> _PROBLEM_: The expected output is exactly the lines below, starting at the line with "repository 3669d2fc54d8f084" and ending at the line with "use std::io::IsTerminal;", both included; no other line belongs in it.

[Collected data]

%%

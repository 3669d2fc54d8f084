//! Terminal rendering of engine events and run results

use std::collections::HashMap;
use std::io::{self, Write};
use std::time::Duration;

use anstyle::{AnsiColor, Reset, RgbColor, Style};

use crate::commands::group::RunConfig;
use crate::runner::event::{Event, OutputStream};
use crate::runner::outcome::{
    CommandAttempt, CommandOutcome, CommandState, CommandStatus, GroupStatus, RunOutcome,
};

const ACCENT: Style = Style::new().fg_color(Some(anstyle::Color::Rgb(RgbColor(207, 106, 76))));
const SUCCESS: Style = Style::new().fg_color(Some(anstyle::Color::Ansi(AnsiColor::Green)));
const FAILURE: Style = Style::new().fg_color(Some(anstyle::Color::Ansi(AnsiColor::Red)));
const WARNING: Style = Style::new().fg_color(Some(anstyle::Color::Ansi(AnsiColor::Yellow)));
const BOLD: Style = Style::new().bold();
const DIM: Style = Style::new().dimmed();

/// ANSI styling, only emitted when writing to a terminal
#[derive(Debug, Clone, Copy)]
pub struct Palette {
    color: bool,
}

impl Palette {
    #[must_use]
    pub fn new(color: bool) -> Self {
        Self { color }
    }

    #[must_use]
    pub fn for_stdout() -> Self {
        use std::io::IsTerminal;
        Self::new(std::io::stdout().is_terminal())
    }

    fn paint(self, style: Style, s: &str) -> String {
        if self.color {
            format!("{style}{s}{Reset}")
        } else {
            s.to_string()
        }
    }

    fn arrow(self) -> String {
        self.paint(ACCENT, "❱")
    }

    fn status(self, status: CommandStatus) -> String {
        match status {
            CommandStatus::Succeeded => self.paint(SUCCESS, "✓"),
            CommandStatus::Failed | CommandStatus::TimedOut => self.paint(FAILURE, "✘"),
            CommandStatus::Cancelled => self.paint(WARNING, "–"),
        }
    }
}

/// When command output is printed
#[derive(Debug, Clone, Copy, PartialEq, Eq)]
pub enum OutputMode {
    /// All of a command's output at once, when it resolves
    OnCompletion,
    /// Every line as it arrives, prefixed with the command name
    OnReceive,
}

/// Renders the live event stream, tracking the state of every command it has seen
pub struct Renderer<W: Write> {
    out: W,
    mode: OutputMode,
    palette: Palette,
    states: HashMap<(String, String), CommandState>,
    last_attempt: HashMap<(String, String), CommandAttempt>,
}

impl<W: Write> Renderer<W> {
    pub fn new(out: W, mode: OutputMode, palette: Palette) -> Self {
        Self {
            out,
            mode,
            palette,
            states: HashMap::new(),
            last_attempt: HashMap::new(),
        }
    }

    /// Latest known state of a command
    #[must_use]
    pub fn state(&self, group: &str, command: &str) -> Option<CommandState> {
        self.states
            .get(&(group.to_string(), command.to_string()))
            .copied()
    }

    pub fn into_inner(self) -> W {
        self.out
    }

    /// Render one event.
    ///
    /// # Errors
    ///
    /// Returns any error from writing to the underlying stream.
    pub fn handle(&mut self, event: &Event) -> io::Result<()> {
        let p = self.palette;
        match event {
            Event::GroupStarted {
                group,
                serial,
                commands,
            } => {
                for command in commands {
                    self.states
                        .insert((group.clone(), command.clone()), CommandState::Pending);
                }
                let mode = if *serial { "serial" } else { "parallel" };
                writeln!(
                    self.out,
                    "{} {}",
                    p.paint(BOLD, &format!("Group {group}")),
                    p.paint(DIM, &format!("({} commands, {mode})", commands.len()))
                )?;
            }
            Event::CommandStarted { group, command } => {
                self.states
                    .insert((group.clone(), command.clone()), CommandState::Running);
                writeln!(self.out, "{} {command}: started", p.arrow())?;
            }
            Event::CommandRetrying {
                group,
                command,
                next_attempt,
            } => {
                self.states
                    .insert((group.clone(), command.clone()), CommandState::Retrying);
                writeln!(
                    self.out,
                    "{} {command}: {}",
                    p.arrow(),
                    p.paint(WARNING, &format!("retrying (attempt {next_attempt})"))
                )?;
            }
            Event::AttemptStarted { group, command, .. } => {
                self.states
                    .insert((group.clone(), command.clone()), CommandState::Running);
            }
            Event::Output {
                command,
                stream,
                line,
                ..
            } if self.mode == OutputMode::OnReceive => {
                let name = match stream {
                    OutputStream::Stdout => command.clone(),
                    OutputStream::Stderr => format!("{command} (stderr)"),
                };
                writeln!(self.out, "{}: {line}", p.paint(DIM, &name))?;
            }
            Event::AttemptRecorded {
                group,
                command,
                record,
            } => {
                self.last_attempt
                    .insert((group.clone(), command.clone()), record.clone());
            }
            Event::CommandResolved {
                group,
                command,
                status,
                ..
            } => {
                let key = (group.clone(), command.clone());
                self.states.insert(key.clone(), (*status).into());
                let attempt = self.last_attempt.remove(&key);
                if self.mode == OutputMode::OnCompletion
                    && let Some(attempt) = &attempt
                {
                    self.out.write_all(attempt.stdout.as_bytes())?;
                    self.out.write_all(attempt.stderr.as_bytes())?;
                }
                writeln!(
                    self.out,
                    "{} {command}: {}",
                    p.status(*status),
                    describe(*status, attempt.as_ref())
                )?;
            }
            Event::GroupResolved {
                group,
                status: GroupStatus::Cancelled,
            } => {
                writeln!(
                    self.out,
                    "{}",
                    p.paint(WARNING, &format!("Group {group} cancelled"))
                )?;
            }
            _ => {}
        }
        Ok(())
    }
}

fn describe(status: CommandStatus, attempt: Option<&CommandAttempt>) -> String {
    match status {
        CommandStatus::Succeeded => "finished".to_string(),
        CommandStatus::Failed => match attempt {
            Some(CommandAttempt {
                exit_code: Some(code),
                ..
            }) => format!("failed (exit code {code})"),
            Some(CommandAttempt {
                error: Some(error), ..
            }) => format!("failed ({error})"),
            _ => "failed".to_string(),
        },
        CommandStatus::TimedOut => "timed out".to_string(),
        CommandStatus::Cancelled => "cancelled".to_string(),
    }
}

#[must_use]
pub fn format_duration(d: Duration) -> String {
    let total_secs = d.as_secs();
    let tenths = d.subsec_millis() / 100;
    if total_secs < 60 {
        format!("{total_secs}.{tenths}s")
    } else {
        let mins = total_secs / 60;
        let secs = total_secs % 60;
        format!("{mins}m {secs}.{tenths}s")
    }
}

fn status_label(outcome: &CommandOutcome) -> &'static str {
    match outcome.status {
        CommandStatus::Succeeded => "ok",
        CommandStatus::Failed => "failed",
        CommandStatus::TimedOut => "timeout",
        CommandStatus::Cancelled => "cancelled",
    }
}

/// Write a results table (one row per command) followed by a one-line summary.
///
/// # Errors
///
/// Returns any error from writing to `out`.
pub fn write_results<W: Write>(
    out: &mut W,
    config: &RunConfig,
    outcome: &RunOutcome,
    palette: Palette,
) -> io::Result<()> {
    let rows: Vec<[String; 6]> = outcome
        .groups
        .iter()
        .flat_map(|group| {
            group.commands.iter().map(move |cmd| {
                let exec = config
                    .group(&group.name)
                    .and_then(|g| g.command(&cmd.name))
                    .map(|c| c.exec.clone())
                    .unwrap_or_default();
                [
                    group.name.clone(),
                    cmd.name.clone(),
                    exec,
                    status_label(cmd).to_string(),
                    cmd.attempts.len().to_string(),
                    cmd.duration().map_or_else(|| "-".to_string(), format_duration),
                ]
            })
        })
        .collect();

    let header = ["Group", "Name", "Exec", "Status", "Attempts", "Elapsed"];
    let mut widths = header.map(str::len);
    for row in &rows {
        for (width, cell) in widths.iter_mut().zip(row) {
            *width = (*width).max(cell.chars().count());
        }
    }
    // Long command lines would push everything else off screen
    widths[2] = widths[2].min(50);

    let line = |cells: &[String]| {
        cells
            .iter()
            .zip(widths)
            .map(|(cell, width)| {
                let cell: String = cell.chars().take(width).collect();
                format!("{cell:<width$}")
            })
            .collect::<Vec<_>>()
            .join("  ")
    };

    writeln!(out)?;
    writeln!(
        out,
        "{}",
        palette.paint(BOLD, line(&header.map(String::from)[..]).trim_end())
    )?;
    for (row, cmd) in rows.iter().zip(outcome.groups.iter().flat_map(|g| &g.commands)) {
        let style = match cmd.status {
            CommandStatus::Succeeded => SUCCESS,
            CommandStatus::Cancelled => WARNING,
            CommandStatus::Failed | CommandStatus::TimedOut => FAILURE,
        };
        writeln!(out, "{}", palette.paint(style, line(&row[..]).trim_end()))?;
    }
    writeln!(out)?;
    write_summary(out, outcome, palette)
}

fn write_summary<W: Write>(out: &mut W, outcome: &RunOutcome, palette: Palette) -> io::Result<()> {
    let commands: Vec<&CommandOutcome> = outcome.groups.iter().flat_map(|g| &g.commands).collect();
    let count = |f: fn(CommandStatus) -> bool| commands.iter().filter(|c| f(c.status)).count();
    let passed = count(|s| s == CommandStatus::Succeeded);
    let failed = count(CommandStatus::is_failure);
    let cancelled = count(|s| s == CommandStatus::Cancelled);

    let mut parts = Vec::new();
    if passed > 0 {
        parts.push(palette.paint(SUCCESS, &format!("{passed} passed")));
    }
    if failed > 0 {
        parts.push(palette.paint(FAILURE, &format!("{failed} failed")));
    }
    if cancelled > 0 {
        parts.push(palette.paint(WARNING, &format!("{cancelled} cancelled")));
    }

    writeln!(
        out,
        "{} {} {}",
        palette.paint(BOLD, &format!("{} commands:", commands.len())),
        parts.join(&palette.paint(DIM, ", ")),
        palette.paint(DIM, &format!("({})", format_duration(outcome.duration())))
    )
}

%%
%%

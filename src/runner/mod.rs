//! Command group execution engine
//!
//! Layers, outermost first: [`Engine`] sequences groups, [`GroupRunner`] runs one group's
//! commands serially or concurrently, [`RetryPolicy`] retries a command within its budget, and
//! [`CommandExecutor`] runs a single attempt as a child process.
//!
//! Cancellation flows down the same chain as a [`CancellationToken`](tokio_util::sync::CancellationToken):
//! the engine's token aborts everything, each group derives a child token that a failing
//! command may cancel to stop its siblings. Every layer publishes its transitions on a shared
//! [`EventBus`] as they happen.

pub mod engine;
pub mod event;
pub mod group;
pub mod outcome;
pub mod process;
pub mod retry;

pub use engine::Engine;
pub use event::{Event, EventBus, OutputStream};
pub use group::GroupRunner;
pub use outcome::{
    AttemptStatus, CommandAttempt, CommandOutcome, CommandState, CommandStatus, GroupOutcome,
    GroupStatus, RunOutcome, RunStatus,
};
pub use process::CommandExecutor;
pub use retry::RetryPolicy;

%%

> _TASK ANSWER_:
repository 3669d2fc54d8f084
//! Terminal rendering of engine events and run results

use std::collections::HashMap;
use std::io::{self, Write};
use std::time::Duration;

use anstyle::{AnsiColor, Reset, RgbColor, Style};

use crate::commands::group::RunConfig;
use crate::runner::event::{Event, OutputStream};
use crate::runner::outcome::{
    CommandAttempt, CommandOutcome, CommandState, CommandStatus, GroupStatus, RunOutcome,
};

const ACCENT: Style = Style::new().fg_color(Some(anstyle::Color::Rgb(RgbColor(207, 106, 76))));
const SUCCESS: Style = Style::new().fg_color(Some(anstyle::Color::Ansi(AnsiColor::Green)));
const FAILURE: Style = Style::new().fg_color(Some(anstyle::Color::Ansi(AnsiColor::Red)));
const WARNING: Style = Style::new().fg_color(Some(anstyle::Color::Ansi(AnsiColor::Yellow)));
const BOLD: Style = Style::new().bold();
const DIM: Style = Style::new().dimmed();

/// ANSI styling, only emitted when writing to a terminal
#[derive(Debug, Clone, Copy)]
pub struct Palette {
    color: bool,
}

impl Palette {
    #[must_use]
    pub fn new(color: bool) -> Self {
        Self { color }
    }

    #[must_use]
    pub fn for_stdout() -> Self {
        use std::io::IsTerminal;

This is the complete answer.